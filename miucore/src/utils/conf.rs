use std::path::{Path, PathBuf};

use log::debug;
use serde::{Deserialize, Serialize};

use crate::{
    magic::ENV_CONFIG_PATH,
    search::SearchLimits,
    utils::error::{MiuError, MiuResult},
};

/// User configuration, read from a TOML file.
///
/// ```toml
/// [search]
/// max_steps = 24
/// max_length = 14
/// max_states = 100000
/// ```
///
/// Every key is optional; missing keys keep their default value.
#[derive(Debug, Clone, Default, PartialEq, Eq, Serialize, Deserialize)]
#[serde(default, deny_unknown_fields)]
pub struct MiuConfig {
    pub search: SearchLimits,
}

impl MiuConfig {
    /// Get the default path to the configuration file.
    pub fn default_path() -> PathBuf {
        // Check if the environment variable is set
        if let Ok(config_path) = std::env::var(ENV_CONFIG_PATH) {
            return config_path.into();
        }

        let mut path = PathBuf::new();

        #[cfg(target_os = "windows")]
        {
            if let Ok(appdata) = std::env::var("APPDATA") {
                path.push(appdata);
            }
        }
        #[cfg(not(target_os = "windows"))]
        {
            if let Ok(xdg_config_home) = std::env::var("XDG_CONFIG_HOME") {
                path.push(xdg_config_home);
            } else if let Ok(home) = std::env::var("HOME") {
                path.push(home);
                path.push(".config");
            }
        }

        path.push("miu");
        path.push("config.toml");
        path
    }

    /// Parse a configuration from TOML text. `file` is only used for error reporting.
    pub fn from_toml_str(text: &str, file: &str) -> MiuResult<Self> {
        toml::from_str(text).map_err(|source| MiuError::ConfigParseError {
            source,
            file: file.to_string(),
        })
    }

    /// Load the configuration stored at `path`.
    pub fn load(path: impl AsRef<Path>) -> MiuResult<Self> {
        let path = path.as_ref();
        let text = std::fs::read_to_string(path)?;
        Self::from_toml_str(&text, &path.display().to_string())
    }

    /// Same as [`MiuConfig::load`], but a missing file yields the default configuration.
    pub fn load_or_default(path: impl AsRef<Path>) -> MiuResult<Self> {
        let path = path.as_ref();
        if !path.exists() {
            debug!(
                "No configuration file at {}, using defaults",
                path.display()
            );
            return Ok(Self::default());
        }
        Self::load(path)
    }
}

#[cfg(test)]
mod tests {
    use super::*;
    use crate::magic::{DEFAULT_MAX_LENGTH, DEFAULT_MAX_STEPS};

    #[test]
    fn partial_config_keeps_defaults() {
        let config = MiuConfig::from_toml_str("[search]\nmax_steps = 7\n", "inline").unwrap();
        assert_eq!(config.search.max_steps, 7);
        assert_eq!(config.search.max_length, DEFAULT_MAX_LENGTH);
        assert_eq!(config.search.max_states, None);
    }

    #[test]
    fn empty_config_is_default() {
        let config = MiuConfig::from_toml_str("", "inline").unwrap();
        assert_eq!(config, MiuConfig::default());
        assert_eq!(config.search.max_steps, DEFAULT_MAX_STEPS);
    }

    #[test]
    fn unknown_key_is_reported_with_file_name() {
        let err = MiuConfig::from_toml_str("[search]\nmax_depth = 3\n", "broken.toml").unwrap_err();
        match err {
            MiuError::ConfigParseError { file, .. } => assert_eq!(file, "broken.toml"),
            other => panic!("unexpected error: {other}"),
        }
    }

    #[test]
    fn load_from_disk() {
        let path = std::env::temp_dir().join(format!("miu-conf-{}.toml", std::process::id()));
        std::fs::write(&path, "[search]\nmax_length = 12\nmax_states = 500\n").unwrap();
        let config = MiuConfig::load(&path).unwrap();
        std::fs::remove_file(&path).unwrap();

        assert_eq!(config.search.max_length, 12);
        assert_eq!(config.search.max_states, Some(500));
    }

    #[test]
    fn missing_file_falls_back_to_default() {
        let path = std::env::temp_dir().join("miu-conf-does-not-exist/config.toml");
        assert_eq!(MiuConfig::load_or_default(&path).unwrap(), MiuConfig::default());
        assert!(matches!(MiuConfig::load(&path), Err(MiuError::IoError(_))));
    }
}
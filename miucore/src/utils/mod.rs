pub mod conf;
pub mod error;
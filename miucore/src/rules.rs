//! Single-step rewrite rules of the MIU system.
//!
//! | rule | source  | target  |
//! |------|---------|---------|
//! | 1    | `xI`    | `xIU`   |
//! | 2    | `Mx`    | `Mxx`   |
//! | 3    | `xIIIy` | `xUy`   |
//! | 4    | `xUUy`  | `xy`    |
//!
//! Rules are relations rather than functions: rules 3 and 4 may match at several offsets of the
//! same string. [`Rule::applications`] lazily enumerates one [`Application`] per distinct target,
//! and [`successors`] chains the four rules into the one-step successor relation that the search
//! explores. None of these operations fail; a rule that does not match yields nothing.
use std::fmt;

use serde::{Deserialize, Serialize};
use strum::{EnumIter, IntoEnumIterator};

use crate::symbol::{MString, Symbol};

const TRIPLE_I: [Symbol; 3] = [Symbol::I, Symbol::I, Symbol::I];
const DOUBLE_U: [Symbol; 2] = [Symbol::U, Symbol::U];

/// The four rewrite rules.
#[derive(
    Debug, Clone, Copy, PartialEq, Eq, PartialOrd, Ord, Hash, EnumIter, Serialize, Deserialize,
)]
pub enum Rule {
    /// Rule 1: a string ending in `I` may have a `U` appended.
    AppendU,
    /// Rule 2: the tail following the leading `M` may be duplicated.
    DoubleTail,
    /// Rule 3: any `III` may be replaced by `U`.
    CollapseIII,
    /// Rule 4: any `UU` may be deleted.
    DropUU,
}

impl Rule {
    /// Conventional rule number, from 1 to 4.
    pub const fn number(self) -> u8 {
        match self {
            Rule::AppendU => 1,
            Rule::DoubleTail => 2,
            Rule::CollapseIII => 3,
            Rule::DropUU => 4,
        }
    }

    /// Inverse of [`Rule::number`].
    pub fn from_number(number: u8) -> Option<Self> {
        Rule::iter().find(|rule| rule.number() == number)
    }

    /// Contiguous pattern matched by the positional rules (3 and 4).
    pub const fn pattern(self) -> Option<&'static [Symbol]> {
        match self {
            Rule::CollapseIII => Some(&TRIPLE_I),
            Rule::DropUU => Some(&DOUBLE_U),
            Rule::AppendU | Rule::DoubleTail => None,
        }
    }

    /// Whether an application of this rule needs a position to be unambiguous.
    #[inline]
    pub const fn is_positional(self) -> bool {
        self.pattern().is_some()
    }

    /// Lazily enumerate the applications of this rule to `source`, one per distinct target.
    pub fn applications(self, source: &MString) -> Applications<'_> {
        Applications {
            source,
            rule: self,
            cursor: 0,
        }
    }

    /// Lazily enumerate every distinct string obtained by one application of this rule.
    pub fn apply(self, source: &MString) -> impl Iterator<Item = MString> + '_ {
        self.applications(source)
            .map(move |application| application.rewrite(source))
    }
}

impl fmt::Display for Rule {
    fn fmt(&self, f: &mut fmt::Formatter<'_>) -> fmt::Result {
        write!(f, "rule {}", self.number())
    }
}

/// A rule together with the witness of where it applies.
///
/// `position` is the index of the first matched symbol for rules 3 and 4 (the length of the
/// prefix left untouched) and `None` for rules 1 and 2.
#[derive(Debug, Clone, Copy, PartialEq, Eq, Hash, Serialize, Deserialize)]
pub struct Application {
    pub rule: Rule,
    #[serde(default, skip_serializing_if = "Option::is_none")]
    pub position: Option<usize>,
}

impl Application {
    pub const fn new(rule: Rule, position: Option<usize>) -> Self {
        Self { rule, position }
    }

    /// Application of rule 1 or 2.
    pub const fn whole(rule: Rule) -> Self {
        Self::new(rule, None)
    }

    /// Application of rule 3 or 4 at `position`.
    pub const fn at(rule: Rule, position: usize) -> Self {
        Self::new(rule, Some(position))
    }

    /// Whether this application is legal on `source`.
    pub fn matches(&self, source: &MString) -> bool {
        match (self.rule, self.position) {
            (Rule::AppendU, None) => source.last() == Some(&Symbol::I),
            (Rule::DoubleTail, None) => source.first() == Some(&Symbol::M),
            (rule @ (Rule::CollapseIII | Rule::DropUU), Some(position)) => {
                let pattern = rule.pattern().unwrap_or_default();
                source
                    .get(position..)
                    .is_some_and(|rest| rest.starts_with(pattern))
            }
            _ => false,
        }
    }

    /// Apply to `source`, `None` if the rule does not match at the witness position.
    pub fn apply(&self, source: &MString) -> Option<MString> {
        self.matches(source).then(|| self.rewrite(source))
    }

    /// Rewrite `source`, which must be matched by this application.
    pub(crate) fn rewrite(&self, source: &MString) -> MString {
        match (self.rule, self.position) {
            (Rule::AppendU, _) => source.spliced(source.len(), 0, &[Symbol::U]),
            (Rule::DoubleTail, _) => source
                .iter()
                .chain(source.iter().skip(1))
                .copied()
                .collect(),
            (Rule::CollapseIII, position) => {
                source.spliced(position.unwrap_or_default(), 3, &[Symbol::U])
            }
            (Rule::DropUU, position) => source.spliced(position.unwrap_or_default(), 2, &[]),
        }
    }
}

impl fmt::Display for Application {
    fn fmt(&self, f: &mut fmt::Formatter<'_>) -> fmt::Result {
        match self.position {
            Some(position) => write!(f, "{} at {}", self.rule, position),
            None => write!(f, "{}", self.rule),
        }
    }
}

/// Iterator over the applications of one rule to one string. See [`Rule::applications`].
#[derive(Debug, Clone)]
pub struct Applications<'a> {
    source: &'a MString,
    rule: Rule,
    cursor: usize,
}

impl<'a> Iterator for Applications<'a> {
    type Item = Application;

    fn next(&mut self) -> Option<Self::Item> {
        let Some(pattern) = self.rule.pattern() else {
            // rules 1 and 2 match at most once
            if self.cursor > 0 {
                return None;
            }
            self.cursor = 1;
            let application = Application::whole(self.rule);
            return application.matches(self.source).then_some(application);
        };

        while self.cursor + pattern.len() <= self.source.len() {
            let position = self.cursor;
            self.cursor += 1;

            if &self.source[position..position + pattern.len()] != pattern {
                continue;
            }

            // Deleting `UU` anywhere inside a run of `U` gives the same string, keep the first.
            if self.rule == Rule::DropUU
                && position > 0
                && self.source[position - 1] == Symbol::U
            {
                continue;
            }

            return Some(Application::at(self.rule, position));
        }

        None
    }
}

/// One-step successors of `source` under all four rules, with the application producing each.
///
/// No two items share the same target.
pub fn successors(source: &MString) -> impl Iterator<Item = (Application, MString)> + '_ {
    Rule::iter().flat_map(move |rule| {
        rule.applications(source)
            .map(move |application| (application, application.rewrite(source)))
    })
}
//! Quantities preserved by every rule application from the axiom.
//!
//! * M-position: the string holds exactly one `M`, at index 0.
//! * I-residue: the number of `I`s modulo 3 is never 0. Rules 1, 3 and 4 keep the residue, rule 2
//!   maps `r` to `2r mod 3`.
//!
//! These are the two inductive invariants behind the soundness half of
//! [`crate::decision`]. The checks below are applied to certificates produced by the search and
//! by the constructive reduction.
use crate::{
    derivation::{Derivation, DerivationStep},
    rules::Rule,
    symbol::{MString, Symbol},
    utils::error::{MiuError, MiuResult},
};

/// Number of `I`s modulo 3.
pub fn counted_residue(s: &MString) -> u8 {
    (s.count(Symbol::I) % 3) as u8
}

/// Whether `s` holds exactly one `M`, in leading position.
pub fn primary_position_holds(s: &MString) -> bool {
    match s.split_first() {
        Some((Symbol::M, tail)) => !tail.contains(&Symbol::M),
        _ => false,
    }
}

impl Rule {
    /// Number of `I`s after one application of this rule to a string holding `count` of them.
    ///
    /// `None` for rule 3 when fewer than three `I`s are available.
    pub const fn counted_after(self, count: usize) -> Option<usize> {
        match self {
            Rule::AppendU | Rule::DropUU => Some(count),
            Rule::DoubleTail => Some(2 * count),
            Rule::CollapseIII => count.checked_sub(3),
        }
    }

    /// Residue modulo 3 of the `I` count after one application of this rule.
    pub const fn residue_after(self, residue: u8) -> u8 {
        match self {
            Rule::DoubleTail => (2 * residue) % 3,
            Rule::AppendU | Rule::CollapseIII | Rule::DropUU => residue % 3,
        }
    }
}

/// Check both invariants before and after `step`, along with the exact change of the `I` count.
///
/// `index` is the position of the step in its derivation and is only used for error reporting.
pub fn check_step(index: usize, step: &DerivationStep) -> MiuResult<()> {
    let rule = step.rule();
    let violation = |reason: String| MiuError::InvariantViolated {
        index,
        rule,
        reason,
    };

    for s in [&step.source, &step.target] {
        if !primary_position_holds(s) {
            return Err(violation(format!("`{s}` does not hold a single leading 'M'")));
        }
    }

    let before = step.source.count(Symbol::I);
    let after = step.target.count(Symbol::I);
    if rule.counted_after(before) != Some(after) {
        return Err(violation(format!("'I' count went from {before} to {after}")));
    }

    let residue_before = counted_residue(&step.source);
    let residue_after = counted_residue(&step.target);
    if residue_before == 0 || residue_after == 0 {
        return Err(violation(format!(
            "'I' residue went from {residue_before} to {residue_after}, it must never be 0"
        )));
    }
    if rule.residue_after(residue_before) != residue_after {
        return Err(violation(format!(
            "'I' residue went from {residue_before} to {residue_after}, expected {}",
            rule.residue_after(residue_before)
        )));
    }

    Ok(())
}

/// Check every step of `derivation`.
pub fn check_derivation(derivation: &Derivation) -> MiuResult<()> {
    derivation
        .steps()
        .iter()
        .enumerate()
        .try_for_each(|(index, step)| check_step(index, step))
}
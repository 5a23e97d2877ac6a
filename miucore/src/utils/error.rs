use thiserror::Error;

use crate::{decision::Rejection, rules::Rule, symbol::MString};

#[derive(Debug, Error)]
pub enum MiuError {
    /// A character outside of the `M`, `I`, `U` alphabet was found while parsing.
    #[error("Invalid symbol '{symbol}' at position {position}; only 'M', 'I' and 'U' are allowed")]
    InvalidSymbol { symbol: char, position: usize },

    /// The search stopped on one of its ceilings before reaching the goal. This is not a proof
    /// that the goal is underivable.
    #[error(
        "No derivation of `{goal}` found within the search bounds ({explored} strings explored, depth {depth} reached)"
    )]
    SearchBoundExceeded {
        goal: MString,
        explored: usize,
        depth: usize,
    },

    /// The goal fails the closed-form test, so no certificate can be built for it.
    #[error("`{goal}` is not derivable: {reason}")]
    NotDerivable { goal: MString, reason: Rejection },

    /// A certificate step is not a legal rule application, or the chain is broken.
    #[error("Invalid derivation at step {index}: {reason}")]
    InvalidDerivation { index: usize, reason: String },

    /// A rule application broke the M-position or I-residue invariant.
    #[error("Invariant violated by {rule} at step {index}: {reason}")]
    InvariantViolated {
        index: usize,
        rule: Rule,
        reason: String,
    },

    #[error("I/O error: {0}")]
    IoError(#[from] std::io::Error),

    #[error("Failed to parse configuration file '{file}': {source}")]
    ConfigParseError {
        source: toml::de::Error,
        file: String,
    },

    #[error("Failed to serialize: {0}")]
    SerializeError(#[from] toml::ser::Error),
}

pub type MiuResult<T> = Result<T, MiuError>;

▸ **TASK DESCRIPTION**: Repeat word for word every line from the start of the entries to the line holding "#[serde(default, deny_unknown_fields)]", inclusive, and nothing else.

▸ **RESULT OF THE EXERCISE**:
filename miucore/src/utils/conf.rs
use std::path::{Path, PathBuf};

use log::debug;
use serde::{Deserialize, Serialize};

use crate::{
    magic::ENV_CONFIG_PATH,
    search::SearchLimits,
    utils::error::{MiuError, MiuResult},
};

/// User configuration, read from a TOML file.
///
/// ```toml
/// [search]
/// max_steps = 24
/// max_length = 14
/// max_states = 100000
/// ```
///
/// Every key is optional; missing keys keep their default value.
#[derive(Debug, Clone, Default, PartialEq, Eq, Serialize, Deserialize)]
#[serde(default, deny_unknown_fields)]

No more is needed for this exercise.